En las aulas universitarias se construyen, sin duda, las bases para los futuros profesionales; y conforme se avanza, el conocimiento se va contrastando con la realidad, con la práctica, con el día a día. El ingeniero se da cuenta de si sus técnicas de construcción son confiables; el agrónomo comprueba si las fórmulas aplicadas dan buenas cosechas; el contador, si su pericia con los números es suficiente para resolver problemas financieros; el médico, si en verdad tiene entrega por los enfermos; el maestro, si es cierto que «trae para la enseñanza», y así en cada profesión. Para nosotros, los periodistas, no es diferente. Vamos descubriendo si es cierto que esta es «la profesión más bella del mundo», o si nuestro trabajo de veras contribuye a generar opinión, discusión, agenda de país, transformaciones en la sociedad, o simplemente molestias y ríos de tinta o minutos al aire sin sentido. En este camino de libretas, grabadoras, aguantadas de hambre, desvelos y más, comprobamos si valieron la pena esos años, pocos o muchos, en la universidad.

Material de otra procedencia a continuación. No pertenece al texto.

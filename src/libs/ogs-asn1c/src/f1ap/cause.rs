//! F1AP Cause Types
//!
//! Cause types from F1AP-IEs (3GPP TS 38.473)

use crate::per::{AperDecode, AperDecoder, AperEncode, AperEncoder, Constraint, PerError, PerResult};

/// CauseRadioNetwork - Radio network layer cause values
/// ASN.1: CauseRadioNetwork ::= ENUMERATED { unspecified, ..., normal-release, ..., <extensions> }
#[derive(Debug, Clone, Copy, PartialEq, Eq, Hash)]
#[repr(u8)]
pub enum CauseRadioNetwork {
    Unspecified = 0,
    RlFailureRlc = 1,
    UnknownOrAlreadyAllocatedGnbCuUeF1apId = 2,
    UnknownOrAlreadyAllocatedGnbDuUeF1apId = 3,
    UnknownOrInconsistentPairOfUeF1apId = 4,
    InteractionWithOtherProcedure = 5,
    NotSupportedQciValue = 6,
    ActionDesirableForRadioReasons = 7,
    NoRadioResourcesAvailable = 8,
    ProcedureCancelled = 9,
    NormalRelease = 10,
    // Extension values
    CellNotAvailable = 11,
    RlFailureOthers = 12,
    UeRejection = 13,
    ResourcesNotAvailableForTheSlice = 14,
    AmfInitiatedAbnormalRelease = 15,
    ReleaseDueToPreEmption = 16,
    PlmnNotServedByTheGnbCu = 17,
    MultipleDrbIdInstances = 18,
    UnknownDrbId = 19,
    MultipleBhRlcChIdInstances = 20,
    UnknownBhRlcChId = 21,
    ChoCpcResourcesToBeChanged = 22,
}

impl CauseRadioNetwork {
    // Root enumeration has 11 values (0-10), extensible
    pub const CONSTRAINT: Constraint = Constraint::extensible(0, 10);

    const ALL: [CauseRadioNetwork; 23] = [
        Self::Unspecified,
        Self::RlFailureRlc,
        Self::UnknownOrAlreadyAllocatedGnbCuUeF1apId,
        Self::UnknownOrAlreadyAllocatedGnbDuUeF1apId,
        Self::UnknownOrInconsistentPairOfUeF1apId,
        Self::InteractionWithOtherProcedure,
        Self::NotSupportedQciValue,
        Self::ActionDesirableForRadioReasons,
        Self::NoRadioResourcesAvailable,
        Self::ProcedureCancelled,
        Self::NormalRelease,
        Self::CellNotAvailable,
        Self::RlFailureOthers,
        Self::UeRejection,
        Self::ResourcesNotAvailableForTheSlice,
        Self::AmfInitiatedAbnormalRelease,
        Self::ReleaseDueToPreEmption,
        Self::PlmnNotServedByTheGnbCu,
        Self::MultipleDrbIdInstances,
        Self::UnknownDrbId,
        Self::MultipleBhRlcChIdInstances,
        Self::UnknownBhRlcChId,
        Self::ChoCpcResourcesToBeChanged,
    ];

    pub fn from_value(value: i64) -> Option<Self> {
        usize::try_from(value).ok().and_then(|i| Self::ALL.get(i).copied())
    }
}

impl AperEncode for CauseRadioNetwork {
    fn encode_aper(&self, encoder: &mut AperEncoder) -> PerResult<()> {
        encoder.encode_enumerated(*self as i64, &Self::CONSTRAINT)
    }
}

impl AperDecode for CauseRadioNetwork {
    fn decode_aper(decoder: &mut AperDecoder) -> PerResult<Self> {
        let value = decoder.decode_enumerated(&Self::CONSTRAINT)?;
        Self::from_value(value).ok_or_else(|| {
            PerError::DecodeError(format!("Unknown CauseRadioNetwork value: {value}"))
        })
    }
}

/// CauseTransport - Transport layer cause values
/// ASN.1: CauseTransport ::= ENUMERATED { unspecified, transport-resource-unavailable, ... }
#[derive(Debug, Clone, Copy, PartialEq, Eq, Hash)]
#[repr(u8)]
pub enum CauseTransport {
    Unspecified = 0,
    TransportResourceUnavailable = 1,
    // Extension values
    UnknownTnlAddressForIab = 2,
    UnknownUpTnlInformationForIab = 3,
}

impl CauseTransport {
    pub const CONSTRAINT: Constraint = Constraint::extensible(0, 1);
}

impl AperEncode for CauseTransport {
    fn encode_aper(&self, encoder: &mut AperEncoder) -> PerResult<()> {
        encoder.encode_enumerated(*self as i64, &Self::CONSTRAINT)
    }
}

impl AperDecode for CauseTransport {
    fn decode_aper(decoder: &mut AperDecoder) -> PerResult<Self> {
        match decoder.decode_enumerated(&Self::CONSTRAINT)? {
            0 => Ok(CauseTransport::Unspecified),
            1 => Ok(CauseTransport::TransportResourceUnavailable),
            2 => Ok(CauseTransport::UnknownTnlAddressForIab),
            3 => Ok(CauseTransport::UnknownUpTnlInformationForIab),
            value => Err(PerError::DecodeError(format!(
                "Unknown CauseTransport value: {value}"
            ))),
        }
    }
}

/// CauseProtocol - Protocol cause values
/// ASN.1: CauseProtocol ::= ENUMERATED { transfer-syntax-error, ..., unspecified, ... }
#[derive(Debug, Clone, Copy, PartialEq, Eq, Hash)]
#[repr(u8)]
pub enum CauseProtocol {
    TransferSyntaxError = 0,
    AbstractSyntaxErrorReject = 1,
    AbstractSyntaxErrorIgnoreAndNotify = 2,
    MessageNotCompatibleWithReceiverState = 3,
    SemanticError = 4,
    AbstractSyntaxErrorFalselyConstructedMessage = 5,
    Unspecified = 6,
}

impl CauseProtocol {
    pub const CONSTRAINT: Constraint = Constraint::extensible(0, 6);
}

impl AperEncode for CauseProtocol {
    fn encode_aper(&self, encoder: &mut AperEncoder) -> PerResult<()> {
        encoder.encode_enumerated(*self as i64, &Self::CONSTRAINT)
    }
}

impl AperDecode for CauseProtocol {
    fn decode_aper(decoder: &mut AperDecoder) -> PerResult<Self> {
        match decoder.decode_enumerated(&Self::CONSTRAINT)? {
            0 => Ok(CauseProtocol::TransferSyntaxError),
            1 => Ok(CauseProtocol::AbstractSyntaxErrorReject),
            2 => Ok(CauseProtocol::AbstractSyntaxErrorIgnoreAndNotify),
            3 => Ok(CauseProtocol::MessageNotCompatibleWithReceiverState),
            4 => Ok(CauseProtocol::SemanticError),
            5 => Ok(CauseProtocol::AbstractSyntaxErrorFalselyConstructedMessage),
            6 => Ok(CauseProtocol::Unspecified),
            value => Err(PerError::DecodeError(format!(
                "Unknown CauseProtocol value: {value}"
            ))),
        }
    }
}

/// CauseMisc - Miscellaneous cause values
/// ASN.1: CauseMisc ::= ENUMERATED { control-processing-overload, ..., unspecified, ... }
#[derive(Debug, Clone, Copy, PartialEq, Eq, Hash)]
#[repr(u8)]
pub enum CauseMisc {
    ControlProcessingOverload = 0,
    NotEnoughUserPlaneProcessingResources = 1,
    HardwareFailure = 2,
    OmIntervention = 3,
    Unspecified = 4,
}

impl CauseMisc {
    pub const CONSTRAINT: Constraint = Constraint::extensible(0, 4);
}

impl AperEncode for CauseMisc {
    fn encode_aper(&self, encoder: &mut AperEncoder) -> PerResult<()> {
        encoder.encode_enumerated(*self as i64, &Self::CONSTRAINT)
    }
}

impl AperDecode for CauseMisc {
    fn decode_aper(decoder: &mut AperDecoder) -> PerResult<Self> {
        match decoder.decode_enumerated(&Self::CONSTRAINT)? {
            0 => Ok(CauseMisc::ControlProcessingOverload),
            1 => Ok(CauseMisc::NotEnoughUserPlaneProcessingResources),
            2 => Ok(CauseMisc::HardwareFailure),
            3 => Ok(CauseMisc::OmIntervention),
            4 => Ok(CauseMisc::Unspecified),
            value => Err(PerError::DecodeError(format!(
                "Unknown CauseMisc value: {value}"
            ))),
        }
    }
}

/// Cause - CHOICE of cause group
/// ASN.1: Cause ::= CHOICE { radioNetwork, transport, protocol, misc, choice-extension }
#[derive(Debug, Clone, Copy, PartialEq, Eq, Hash)]
pub enum Cause {
    RadioNetwork(CauseRadioNetwork),
    Transport(CauseTransport),
    Protocol(CauseProtocol),
    Misc(CauseMisc),
}

impl Cause {
    // choice-extension is the fifth root alternative
    pub const NUM_ALTERNATIVES: usize = 5;
}

impl AperEncode for Cause {
    fn encode_aper(&self, encoder: &mut AperEncoder) -> PerResult<()> {
        match self {
            Cause::RadioNetwork(c) => {
                encoder.encode_choice_index(0, Self::NUM_ALTERNATIVES, false)?;
                c.encode_aper(encoder)
            }
            Cause::Transport(c) => {
                encoder.encode_choice_index(1, Self::NUM_ALTERNATIVES, false)?;
                c.encode_aper(encoder)
            }
            Cause::Protocol(c) => {
                encoder.encode_choice_index(2, Self::NUM_ALTERNATIVES, false)?;
                c.encode_aper(encoder)
            }
            Cause::Misc(c) => {
                encoder.encode_choice_index(3, Self::NUM_ALTERNATIVES, false)?;
                c.encode_aper(encoder)
            }
        }
    }
}

impl AperDecode for Cause {
    fn decode_aper(decoder: &mut AperDecoder) -> PerResult<Self> {
        match decoder.decode_choice_index(Self::NUM_ALTERNATIVES, false)? {
            0 => Ok(Cause::RadioNetwork(CauseRadioNetwork::decode_aper(decoder)?)),
            1 => Ok(Cause::Transport(CauseTransport::decode_aper(decoder)?)),
            2 => Ok(Cause::Protocol(CauseProtocol::decode_aper(decoder)?)),
            3 => Ok(Cause::Misc(CauseMisc::decode_aper(decoder)?)),
            _ => Err(PerError::UnsupportedExtension),
        }
    }
}

#[cfg(test)]
mod tests {
    use super::*;

    fn roundtrip(cause: Cause) -> Cause {
        let mut encoder = AperEncoder::new();
        cause.encode_aper(&mut encoder).unwrap();
        let bytes = encoder.into_bytes();
        let mut decoder = AperDecoder::new(&bytes);
        Cause::decode_aper(&mut decoder).unwrap()
    }

    #[test]
    fn test_cause_radio_network_wire_value() {
        let mut encoder = AperEncoder::new();
        Cause::RadioNetwork(CauseRadioNetwork::RlFailureRlc)
            .encode_aper(&mut encoder)
            .unwrap();
        // choice index 0 (3 bits), extension bit 0, value 1 (4 bits)
        assert_eq!(encoder.into_bytes().as_ref(), &[0b0000_0001]);
    }

    #[test]
    fn test_cause_groups_roundtrip() {
        for cause in [
            Cause::RadioNetwork(CauseRadioNetwork::NormalRelease),
            Cause::RadioNetwork(CauseRadioNetwork::PlmnNotServedByTheGnbCu),
            Cause::Transport(CauseTransport::TransportResourceUnavailable),
            Cause::Protocol(CauseProtocol::SemanticError),
            Cause::Misc(CauseMisc::OmIntervention),
        ] {
            assert_eq!(roundtrip(cause), cause);
        }
    }

    #[test]
    fn test_choice_extension_rejected() {
        // index 4 = choice-extension
        let mut decoder = AperDecoder::new(&[0b1000_0000]);
        assert_eq!(Cause::decode_aper(&mut decoder), Err(PerError::UnsupportedExtension));
    }
}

Nos preguntamos ¿he aportado algo?, ¿contribuyó mi trabajo a generar algún cambio positivo, constructivo? Y no para recibir reconocimientos, mucho menos, pues que digan que soy bueno o mal periodista no es totalmente objetivo, solo obedece a un punto de vista. A menudo trato de recordar si alguna historia que busqué y publiqué cambió la vida de alguien para bien, de su familia, de su entorno. Si mis letras generaron cambios positivos y no solo ruido en las redes sociales.
No deseo autonombrarme o que me consideren periodista incómodo o cómodo; mejor que mi trabajo hable sobre cómo ejerzo mi profesión y que el lector juzgue si dedicarme parte de su valioso tiempo es provechoso. Como periodistas debemos seguir escribiendo, denunciando, criticando, cuestionando, pero con niveles de ética lo más altos posibles. No para incomodar o ser favorable, eso lo determinarán los resultados de nuestro trabajo, pues podemos caer en la contradicción de ser uno o lo otro a conveniencia.
Nos pondría de cierto lado de la historia, cuando en las aulas se nos enseñó sobre deontología. Mucho menos creer que somos los depositarios de toda la verdad y cual benefactores humanitarios comenzar a repartirla y, peor aún, a alardear. Esto es cuestionable. La satisfacción del ingeniero es ver que su edificio pasó la prueba del terremoto; la del médico, darle el alta a su paciente con mejor salud; incluso, la del líder religioso, ver que muchos aceptan a Jesucristo como su salvador. Si ejercen su profesión buscando fama, alabanza, gloria o premio, desde mi punto de vista, no es ético. Ejercer la labor periodística trae consigo satisfacciones, seguramente, pero estas no deben hacer más grande nuestro ego, sino otra contribución en la construcción de una sociedad más pluralista, tolerante y más fuerte.